The title is a joke. The series name, Everybody Loves Large Chests, is a joke. The premise appears, at first glance, to be an extended juvenile pun delivered over eight hours of audio. I want to be clear about all of this upfront, because anyone who dismisses Morningwood on the basis of its packaging is making a significant mistake. Neven Iliev is doing something considerably more interesting than the surface suggests, and Jeff Hays’s Soundbooth Theater production is an excellent delivery mechanism for material that depends on comic timing and sudden tonal shifts.

The setup: Himmel, a young adventurer with his grandfather’s longsword and the dream of being the strongest, enters a starting dungeon. He encounters a mimic, a monster that disguises itself as a treasure chest, and everything derails. The genius of the series is that the protagonist is not who you think it is. Iliev’s actual main character is the mimic itself, a creature driven by hunger and a primitive drive to collect shiny things and eat anything that moves. The human Himmel is almost immediately rendered irrelevant. What follows is a story told from the perspective of a monster that has no human morality, no human empathy, and no interest in becoming heroic, and that inversion of the standard LitRPG hero arc is where the book’s real creativity lives.

Our Take on Morningwood

LitRPG as a genre has been colonized by a particular set of formulas: the relatable protagonist who discovers a game-like reality, the stat screens and level-ups, the gradual accumulation of power through competence and moral growth. Iliev understands those formulas and systematically refuses them. His protagonist does not grow morally. It does not form meaningful relationships in any human sense. It acquires intelligence gradually, which allows it to understand what is happening around it, but it remains fundamentally a predator. The book’s dark comedy comes from the collision between the protagonist’s perspective and the expectations of everyone it encounters who assumes they are dealing with something recognizably human.

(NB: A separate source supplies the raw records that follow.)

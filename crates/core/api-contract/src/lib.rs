//! 稳定的对外事件契约。
//!
//! 采集引擎只通过这两类事件对外发布数据；WebSocket、消息队列等推送通道
//! 只依赖本 crate 的结构，不直接接触引擎内部类型。

use serde::{Deserialize, Serialize};

/// 实时采样事件。
#[derive(Debug, Clone, PartialEq, Serialize, Deserialize)]
#[serde(rename_all = "camelCase")]
pub struct DataEvent {
    pub device_id: i64,
    pub device_name: String,
    pub data_point_id: i64,
    pub data_point_name: String,
    /// 读取失败时为 null
    pub value: Option<f64>,
    /// 0 = 读取失败，1 = 正常
    pub quality: u8,
    /// ISO-8601 时间戳（UTC）
    pub timestamp: String,
}

/// 阈值报警事件。
#[derive(Debug, Clone, PartialEq, Serialize, Deserialize)]
#[serde(rename_all = "camelCase")]
pub struct AlarmEvent {
    pub data_point_id: i64,
    pub data_point_name: String,
    /// `HIGH` 或 `LOW`
    pub alarm_type: String,
    pub value: f64,
    pub threshold: f64,
    pub message: String,
}

/// 推送给订阅方的事件封装：`{"type": "data" | "alarm", "data": {...}}`。
#[derive(Debug, Clone, PartialEq, Serialize, Deserialize)]
#[serde(tag = "type", content = "data", rename_all = "snake_case")]
pub enum GatewayEvent {
    Data(DataEvent),
    Alarm(AlarmEvent),
}

impl GatewayEvent {
    /// 事件种类名（`data` / `alarm`）。
    pub fn kind(&self) -> &'static str {
        match self {
            Self::Data(_) => "data",
            Self::Alarm(_) => "alarm",
        }
    }
}
//! # EMS Storage 模块
//!
//! 采集网关的配置与历史存储抽象。
//!
//! ## 架构
//!
//! 1. **接口层** (`traits.rs`)：[`ConfigStore`]，采集引擎唯一依赖的存储接口
//! 2. **模型层** (`models.rs`)：历史记录与时间戳换算
//! 3. **错误层** (`error.rs`)：统一的 [`StorageError`]
//! 4. **连接层** (`connection.rs`)：SQLite 连接池与建表
//! 5. **实现层**：
//!    - `in_memory/`：内存实现（测试、演示）
//!    - `sqlite/`：SQLite 实现（生产）
//!
//! ## 表结构
//!
//! - `devices` / `data_points`：外部维护的配置，引擎只读（测试可用 upsert 写入）
//! - `history_data`：采样历史，`value` 可空（quality = 0）
//! - `alarms`：报警，状态 `active → cleared | acknowledged`
//!
//! ## 使用示例
//!
//! ```rust,ignore
//! use ems_storage::{ConfigStore, SqliteConfigStore};
//!
//! let store = SqliteConfigStore::connect("sqlite://gateway.db?mode=rwc").await?;
//! let devices = store.list_enabled_devices().await?;
//! ```

pub mod connection;
pub mod error;
pub mod in_memory;
pub mod models;
pub mod sqlite;
pub mod traits;

pub use connection::*;
pub use error::*;
pub use in_memory::InMemoryConfigStore;
pub use models::*;
pub use sqlite::SqliteConfigStore;
pub use traits::*;
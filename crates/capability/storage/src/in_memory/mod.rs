//! 内存存储实现
//!
//! 用于测试和本地演示：进程退出即丢失。
//!
//! 使用 `RwLock<HashMap>` / `RwLock<Vec>` 提供线程安全的内存存储，
//! 行为与 SQLite 实现保持一致（排序、过滤、默认确认用户）。

use crate::error::StorageError;
use crate::models::HistoryRecord;
use crate::traits::{ConfigStore, DEFAULT_ACK_USER};
use chrono::{DateTime, Utc};
use domain::{
    AlarmRecord, AlarmStatus, AlarmType, DataPoint, DataPointId, Device, DeviceId, NewAlarm,
    Quality,
};
use std::collections::BTreeMap;
use std::sync::RwLock;
use std::sync::atomic::{AtomicI64, Ordering};

/// 配置存储内存实现
#[derive(Default)]
pub struct InMemoryConfigStore {
    devices: RwLock<BTreeMap<DeviceId, Device>>,
    data_points: RwLock<BTreeMap<DataPointId, DataPoint>>,
    history: RwLock<Vec<HistoryRecord>>,
    alarms: RwLock<Vec<AlarmRecord>>,
    next_history_id: AtomicI64,
    next_alarm_id: AtomicI64,
}

impl InMemoryConfigStore {
    pub fn new() -> Self {
        Self::default()
    }

    /// 写入或覆盖设备配置
    pub fn upsert_device(&self, device: Device) -> Result<(), StorageError> {
        self.devices
            .write()
            .map_err(|_| StorageError::new("lock failed"))?
            .insert(device.id, device);
        Ok(())
    }

    /// 写入或覆盖数据点配置
    pub fn upsert_data_point(&self, point: DataPoint) -> Result<(), StorageError> {
        self.data_points
            .write()
            .map_err(|_| StorageError::new("lock failed"))?
            .insert(point.id, point);
        Ok(())
    }
}

#[async_trait::async_trait]
impl ConfigStore for InMemoryConfigStore {
    async fn list_enabled_devices(&self) -> Result<Vec<Device>, StorageError> {
        let items = self
            .devices
            .read()
            .map(|map| map.values().filter(|item| item.enabled).cloned().collect())
            .map_err(|_| StorageError::new("lock failed"))?;
        Ok(items)
    }

    async fn get_device(&self, device_id: DeviceId) -> Result<Option<Device>, StorageError> {
        let item = self
            .devices
            .read()
            .map_err(|_| StorageError::new("lock failed"))?
            .get(&device_id)
            .cloned();
        Ok(item)
    }

    async fn list_enabled_data_points(
        &self,
        device_id: DeviceId,
    ) -> Result<Vec<DataPoint>, StorageError> {
        let items = self
            .data_points
            .read()
            .map(|map| {
                map.values()
                    .filter(|item| item.device_id == device_id && item.enabled)
                    .cloned()
                    .collect()
            })
            .map_err(|_| StorageError::new("lock failed"))?;
        Ok(items)
    }

    async fn get_data_point(
        &self,
        data_point_id: DataPointId,
    ) -> Result<Option<DataPoint>, StorageError> {
        let item = self
            .data_points
            .read()
            .map_err(|_| StorageError::new("lock failed"))?
            .get(&data_point_id)
            .cloned();
        Ok(item)
    }

    async fn insert_history_sample(
        &self,
        data_point_id: DataPointId,
        value: Option<f64>,
        quality: Quality,
        timestamp: DateTime<Utc>,
    ) -> Result<(), StorageError> {
        let id = self.next_history_id.fetch_add(1, Ordering::SeqCst) + 1;
        self.history
            .write()
            .map_err(|_| StorageError::new("lock failed"))?
            .push(HistoryRecord {
                id,
                data_point_id,
                value,
                quality,
                timestamp,
            });
        Ok(())
    }

    async fn delete_history_older_than(&self, cutoff: DateTime<Utc>) -> Result<u64, StorageError> {
        let mut history = self
            .history
            .write()
            .map_err(|_| StorageError::new("lock failed"))?;
        let before = history.len();
        history.retain(|item| item.timestamp >= cutoff);
        Ok((before - history.len()) as u64)
    }

    async fn list_history(
        &self,
        data_point_id: DataPointId,
        limit: usize,
    ) -> Result<Vec<HistoryRecord>, StorageError> {
        let items = self
            .history
            .read()
            .map(|history| {
                history
                    .iter()
                    .rev()
                    .filter(|item| item.data_point_id == data_point_id)
                    .take(limit)
                    .cloned()
                    .collect()
            })
            .map_err(|_| StorageError::new("lock failed"))?;
        Ok(items)
    }

    async fn find_active_alarm(
        &self,
        data_point_id: DataPointId,
        alarm_type: AlarmType,
    ) -> Result<Option<AlarmRecord>, StorageError> {
        let item = self
            .alarms
            .read()
            .map_err(|_| StorageError::new("lock failed"))?
            .iter()
            .rev()
            .find(|item| {
                item.data_point_id == data_point_id
                    && item.alarm_type == alarm_type
                    && item.status == AlarmStatus::Active
            })
            .cloned();
        Ok(item)
    }

    async fn insert_alarm(&self, alarm: NewAlarm) -> Result<AlarmRecord, StorageError> {
        let record = AlarmRecord {
            id: self.next_alarm_id.fetch_add(1, Ordering::SeqCst) + 1,
            data_point_id: alarm.data_point_id,
            alarm_type: alarm.alarm_type,
            level: alarm.level,
            value: alarm.value,
            threshold: Some(alarm.threshold),
            message: alarm.message,
            status: AlarmStatus::Active,
            ack_time: None,
            ack_user: None,
            created_at: Utc::now(),
        };
        self.alarms
            .write()
            .map_err(|_| StorageError::new("lock failed"))?
            .push(record.clone());
        Ok(record)
    }

    async fn clear_active_alarms(&self, data_point_id: DataPointId) -> Result<u64, StorageError> {
        let mut alarms = self
            .alarms
            .write()
            .map_err(|_| StorageError::new("lock failed"))?;
        let mut cleared = 0;
        for alarm in alarms
            .iter_mut()
            .filter(|item| item.data_point_id == data_point_id && item.status == AlarmStatus::Active)
        {
            alarm.status = AlarmStatus::Cleared;
            cleared += 1;
        }
        Ok(cleared)
    }

    async fn acknowledge_alarm(
        &self,
        alarm_id: i64,
        user: Option<&str>,
    ) -> Result<Option<AlarmRecord>, StorageError> {
        let mut alarms = self
            .alarms
            .write()
            .map_err(|_| StorageError::new("lock failed"))?;
        let alarm = match alarms.iter_mut().find(|item| item.id == alarm_id) {
            Some(alarm) => alarm,
            None => return Ok(None),
        };
        alarm.status = AlarmStatus::Acknowledged;
        alarm.ack_time = Some(Utc::now());
        alarm.ack_user = Some(user.unwrap_or(DEFAULT_ACK_USER).to_string());
        Ok(Some(alarm.clone()))
    }

    async fn list_alarms(
        &self,
        status: Option<AlarmStatus>,
    ) -> Result<Vec<AlarmRecord>, StorageError> {
        let items = self
            .alarms
            .read()
            .map(|alarms| {
                alarms
                    .iter()
                    .rev()
                    .filter(|item| status.is_none_or(|status| item.status == status))
                    .cloned()
                    .collect()
            })
            .map_err(|_| StorageError::new("lock failed"))?;
        Ok(items)
    }
}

One reviewer described the writing as well-placed misdirection that keeps the reader on their toes, and that’s accurate. Iliev constantly sets up expectations drawn from fantasy genre conventions and then subverts them from the monster’s perspective. The lack of conventional tension noted by another reviewer is also accurate, there is no traditional stakes structure because the protagonist is not invested in outcomes the way human protagonists are, and whether that is a strength or a weakness will depend on your relationship to the genre.

Why Listen to Morningwood

Jeff Hays is doing some of his best work here. The production is full-cast, and Hays handles the tonal range, from genuinely funny to suddenly gory to unexpectedly poignant, with the dexterity that has made Soundbooth Theater productions a reliable marker of quality in the LitRPG audio space. The content warnings (profanity, gore, sexual themes) are all accurate, and the gore in particular is handled with a kind of comic grotesquerie rather than grimdark solemnity. At eight hours, the audiobook is well-paced for the genre, long enough to establish the world thoroughly without overstaying its welcome in this first installment.

The low rating count (four reviews on Audible, four stars average) reflects the relative recency of this audiobook release in October 2025, not the series’ actual popularity, Everybody Loves Large Chests has a substantial following in written form, and Iliev has built a reputation as one of the genre’s more technically accomplished writers.

What to Watch For in Morningwood

The content warnings should be taken seriously. The sexual themes arise partly from the mimic’s inability to comprehend human social categories, which creates a specific kind of uncomfortable comedy that works in context but would be off-putting to readers who are not in on the joke. The gore is more consistent and more graphic than many LitRPG entries. This is adult fantasy content with a genuinely dark edge beneath the comedy.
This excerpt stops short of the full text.